*** Data records ***

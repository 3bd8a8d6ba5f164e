//---------------------------------------------------------------------------------------------------- use
use crate::error::{NegotiateError,TransferError,CloseError,VolumeError};

//---------------------------------------------------------------------------------------------------- PcmError
#[derive(thiserror::Error, Debug)]
/// All `pcmio` errors.
///
/// Every operation returns its own specific error,
/// this exists for callers that want a single type.
pub enum PcmError {
	#[error("negotiation error: {0}")]
	/// Error occurred while opening a device
	Negotiate(#[from] NegotiateError),

	#[error("transfer error: {0}")]
	/// Error occurred while reading/writing
	Transfer(#[from] TransferError),

	#[error("close error: {0}")]
	/// Error occurred while closing a device
	Close(#[from] CloseError),

	#[error("volume error: {0}")]
	/// Error occurred while getting/setting the volume
	Volume(#[from] VolumeError),
}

*** End of Data records ***

Problem description:
Output the listing above exactly as it appears.

Answer section:
repository 3bd8a8d6ba5f164e
//---------------------------------------------------------------------------------------------------- use
use crate::error::{NegotiateError,TransferError,CloseError,VolumeError};

//---------------------------------------------------------------------------------------------------- PcmError
#[derive(thiserror::Error, Debug)]
/// All `pcmio` errors.
///
/// Every operation returns its own specific error,
/// this exists for callers that want a single type.
pub enum PcmError {
	#[error("negotiation error: {0}")]
	/// Error occurred while opening a device
	Negotiate(#[from] NegotiateError),

	#[error("transfer error: {0}")]
	/// Error occurred while reading/writing
	Transfer(#[from] TransferError),

	#[error("close error: {0}")]
	/// Error occurred while closing a device
	Close(#[from] CloseError),

	#[error("volume error: {0}")]
	/// Error occurred while getting/setting the volume
	Volume(#[from] VolumeError),
}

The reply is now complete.